── DATA EXCERPTS
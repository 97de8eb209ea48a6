//! Configuración de conexión desde variables de entorno.
//! Convención `DATABASE_URL` y parámetros opcionales de pool.

use dotenvy::dotenv;
use once_cell::sync::Lazy;
use std::env;

use crate::error::PersistenceError;

// Carga perezosa del archivo .env una sola vez.
static DOTENV_LOADED: Lazy<()> = Lazy::new(|| {
    let _ = dotenv(); // ignora error si no existe .env
});

#[derive(Debug, Clone, PartialEq, Eq)]
pub struct DbConfig {
    pub url: String,
    pub min_connections: u32,
    pub max_connections: u32,
}

impl DbConfig {
    pub fn from_env() -> Result<Self, PersistenceError> {
        Lazy::force(&DOTENV_LOADED);
        let url = env::var("DATABASE_URL").map_err(|_| PersistenceError::Config("DATABASE_URL not set".into()))?;
        Ok(Self { url,
                  min_connections: pool_size("DATABASE_MIN_CONNECTIONS", 2)?,
                  max_connections: pool_size("DATABASE_MAX_CONNECTIONS", 16)? })
    }

    /// `None` si no hay `DATABASE_URL` (el proceso usa el almacén en memoria).
    pub fn from_env_optional() -> Result<Option<Self>, PersistenceError> {
        Lazy::force(&DOTENV_LOADED);
        if env::var("DATABASE_URL").is_err() {
            return Ok(None);
        }
        Self::from_env().map(Some)
    }
}

fn pool_size(var: &str, default: u32) -> Result<u32, PersistenceError> {
    match env::var(var) {
        Ok(v) => v.trim()
                  .parse()
                  .map_err(|_| PersistenceError::Config(format!("{var} must be a positive integer, got {v:?}"))),
        Err(_) => Ok(default),
    }
}

/// Forzar carga temprana de .env desde aplicaciones externas.
pub fn init_dotenv() {
    Lazy::force(&DOTENV_LOADED);
}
────
**INSTRUCTIONS TO FOLLOW:** The full set of entries must be transcribed exactly.

**REPLY:**
repository 97de8eb209ea48a6
//! Configuración de conexión desde variables de entorno.
//! Convención `DATABASE_URL` y parámetros opcionales de pool.

use dotenvy::dotenv;
use once_cell::sync::Lazy;
use std::env;

use crate::error::PersistenceError;

// Carga perezosa del archivo .env una sola vez.
static DOTENV_LOADED: Lazy<()> = Lazy::new(|| {
    let _ = dotenv(); // ignora error si no existe .env
});

#[derive(Debug, Clone, PartialEq, Eq)]
pub struct DbConfig {
    pub url: String,
    pub min_connections: u32,
    pub max_connections: u32,
}

impl DbConfig {
    pub fn from_env() -> Result<Self, PersistenceError> {
        Lazy::force(&DOTENV_LOADED);
        let url = env::var("DATABASE_URL").map_err(|_| PersistenceError::Config("DATABASE_URL not set".into()))?;
        Ok(Self { url,
                  min_connections: pool_size("DATABASE_MIN_CONNECTIONS", 2)?,
                  max_connections: pool_size("DATABASE_MAX_CONNECTIONS", 16)? })
    }

    /// `None` si no hay `DATABASE_URL` (el proceso usa el almacén en memoria).
    pub fn from_env_optional() -> Result<Option<Self>, PersistenceError> {
        Lazy::force(&DOTENV_LOADED);
        if env::var("DATABASE_URL").is_err() {
            return Ok(None);
        }
        Self::from_env().map(Some)
    }
}

fn pool_size(var: &str, default: u32) -> Result<u32, PersistenceError> {
    match env::var(var) {
        Ok(v) => v.trim()
                  .parse()
                  .map_err(|_| PersistenceError::Config(format!("{var} must be a positive integer, got {v:?}"))),
        Err(_) => Ok(default),
    }
}

/// Forzar carga temprana de .env desde aplicaciones externas.
pub fn init_dotenv() {
    Lazy::force(&DOTENV_LOADED);
}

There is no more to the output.